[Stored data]
○ ○ ○

//! Least-frequently-used cache with recency tie-breaking.

use std::collections::{BTreeMap, HashMap, VecDeque};
use std::hash::Hash;
use std::sync::{Mutex, MutexGuard, PoisonError};

use super::{EvictionCache, effective_capacity};

struct LfuEntry<V> {
    value: V,
    freq: u64,
    stamp: u64,
}

/// Lookup table plus frequency buckets.
///
/// Each bucket is a queue of `(key, stamp)` markers ordered from least-
/// to most-recently touched at that frequency. Touching a key pushes a
/// fresh marker into its new bucket and leaves the old marker behind as
/// a tombstone; markers whose `(freq, stamp)` no longer match the live
/// entry are discarded lazily during eviction. `stale` counts abandoned
/// markers so the buckets can be compacted before they outgrow the map.
struct LfuState<K, V> {
    capacity: usize,
    map: HashMap<K, LfuEntry<V>>,
    buckets: BTreeMap<u64, VecDeque<(K, u64)>>,
    clock: u64,
    stale: usize,
}

impl<K, V> LfuState<K, V>
where
    K: Eq + Hash + Clone,
{
    fn new(capacity: usize) -> Self {
        Self {
            capacity,
            map: HashMap::with_capacity(capacity),
            buckets: BTreeMap::new(),
            clock: 0,
            stale: 0,
        }
    }

    fn tick(&mut self) -> u64 {
        self.clock += 1;
        self.clock
    }

    fn mark(&mut self, key: K, freq: u64, stamp: u64) {
        self.buckets.entry(freq).or_default().push_back((key, stamp));
    }

    /// Evicts the entry with the minimum use-count; among equal counts
    /// the least-recently-touched one goes first.
    fn evict(&mut self) {
        loop {
            let Some(mut bucket) = self.buckets.first_entry() else {
                return;
            };
            let freq = *bucket.key();
            let mut victim: Option<K> = None;
            {
                let queue = bucket.get_mut();
                while let Some((key, stamp)) = queue.pop_front() {
                    let live = self
                        .map
                        .get(&key)
                        .is_some_and(|entry| entry.freq == freq && entry.stamp == stamp);
                    if live {
                        victim = Some(key);
                        break;
                    }
                    self.stale = self.stale.saturating_sub(1);
                }
            }
            if bucket.get().is_empty() {
                bucket.remove();
            }
            if let Some(key) = victim {
                self.map.remove(&key);
                tracing::trace!("lfu eviction");
                return;
            }
        }
    }

    /// Rebuilds the buckets from live entries, dropping every tombstone.
    /// Runs when tombstones outnumber live entries; each marker is
    /// abandoned at most once, so the cost stays amortized constant.
    fn compact(&mut self) {
        let mut live: Vec<(u64, u64, K)> = self
            .map
            .iter()
            .map(|(key, entry)| (entry.freq, entry.stamp, key.clone()))
            .collect();
        live.sort_unstable_by_key(|(freq, stamp, _)| (*freq, *stamp));

        self.buckets.clear();
        self.stale = 0;
        for (freq, stamp, key) in live {
            self.mark(key, freq, stamp);
        }
    }

    fn maybe_compact(&mut self) {
        if self.stale > self.map.len() + self.capacity {
            self.compact();
        }
    }

    /// Bumps the use-count and recency of an existing key.
    fn touch(&mut self, key: &K) {
        let stamp = self.tick();
        let Some(entry) = self.map.get_mut(key) else {
            return;
        };
        entry.freq += 1;
        entry.stamp = stamp;
        let freq = entry.freq;
        self.stale += 1; // the marker in the previous bucket is now dead
        self.mark(key.clone(), freq, stamp);
        self.maybe_compact();
    }
}

/// Capacity-bounded cache evicting the least-frequently-used entry.
///
/// Every `get`, and every `put` of an existing key, increments the key's
/// use-count. On overflow the entry with the smallest use-count is
/// evicted; ties are broken by recency so the least-recently-touched of
/// the coldest entries goes first, which keeps cold-but-reused entries
/// from starving. Bookkeeping is amortized O(1) via lazily cleaned
/// frequency buckets. Structural mutations are serialized on an internal
/// mutex.
pub struct LfuCache<K, V> {
    inner: Mutex<LfuState<K, V>>,
}

impl<K, V> LfuCache<K, V>
where
    K: Eq + Hash + Clone,
{
    /// Creates a cache bounded to `capacity` entries. A zero capacity is
    /// coerced to [`super::DEFAULT_CAPACITY`].
    #[must_use]
    pub fn new(capacity: usize) -> Self {
        Self {
            inner: Mutex::new(LfuState::new(effective_capacity(capacity))),
        }
    }

    fn state(&self) -> MutexGuard<'_, LfuState<K, V>> {
        self.inner.lock().unwrap_or_else(PoisonError::into_inner)
    }
}

impl<K, V> EvictionCache<K, V> for LfuCache<K, V>
where
    K: Eq + Hash + Clone + Send,
    V: Clone + Send,
{
    fn put(&self, key: K, value: V) {
        let mut state = self.state();
        if let Some(entry) = state.map.get_mut(&key) {
            entry.value = value;
            state.touch(&key);
            return;
        }
        if state.map.len() >= state.capacity {
            state.evict();
        }
        let stamp = state.tick();
        state.map.insert(
            key.clone(),
            LfuEntry {
                value,
                freq: 1,
                stamp,
            },
        );
        state.mark(key, 1, stamp);
    }

    fn get(&self, key: &K) -> Option<V> {
        let mut state = self.state();
        if !state.map.contains_key(key) {
            return None;
        }
        state.touch(key);
        state.map.get(key).map(|entry| entry.value.clone())
    }

    fn remove(&self, key: &K) {
        let mut state = self.state();
        if state.map.remove(key).is_some() {
            // Markers for the removed key become tombstones.
            self.prune_after_remove(&mut state);
        }
    }

    fn len(&self) -> usize {
        self.state().map.len()
    }

    fn contains(&self, key: &K) -> bool {
        self.state().map.contains_key(key)
    }

    fn capacity(&self) -> usize {
        self.state().capacity
    }
}

impl<K, V> LfuCache<K, V>
where
    K: Eq + Hash + Clone,
{
    fn prune_after_remove(&self, state: &mut LfuState<K, V>) {
        state.stale += 1;
        state.maybe_compact();
    }
}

○ ○ ○

> _Task_
Could you output, exactly and with nothing else, the lines from the start of the records through the line containing "entry are discarded"?

> _Answer_
//! Least-frequently-used cache with recency tie-breaking.

use std::collections::{BTreeMap, HashMap, VecDeque};
use std::hash::Hash;
use std::sync::{Mutex, MutexGuard, PoisonError};

use super::{EvictionCache, effective_capacity};

struct LfuEntry<V> {
    value: V,
    freq: u64,
    stamp: u64,
}

/// Lookup table plus frequency buckets.
///
/// Each bucket is a queue of `(key, stamp)` markers ordered from least-
/// to most-recently touched at that frequency. Touching a key pushes a
/// fresh marker into its new bucket and leaves the old marker behind as
/// a tombstone; markers whose `(freq, stamp)` no longer match the live
/// entry are discarded lazily during eviction. `stale` counts abandoned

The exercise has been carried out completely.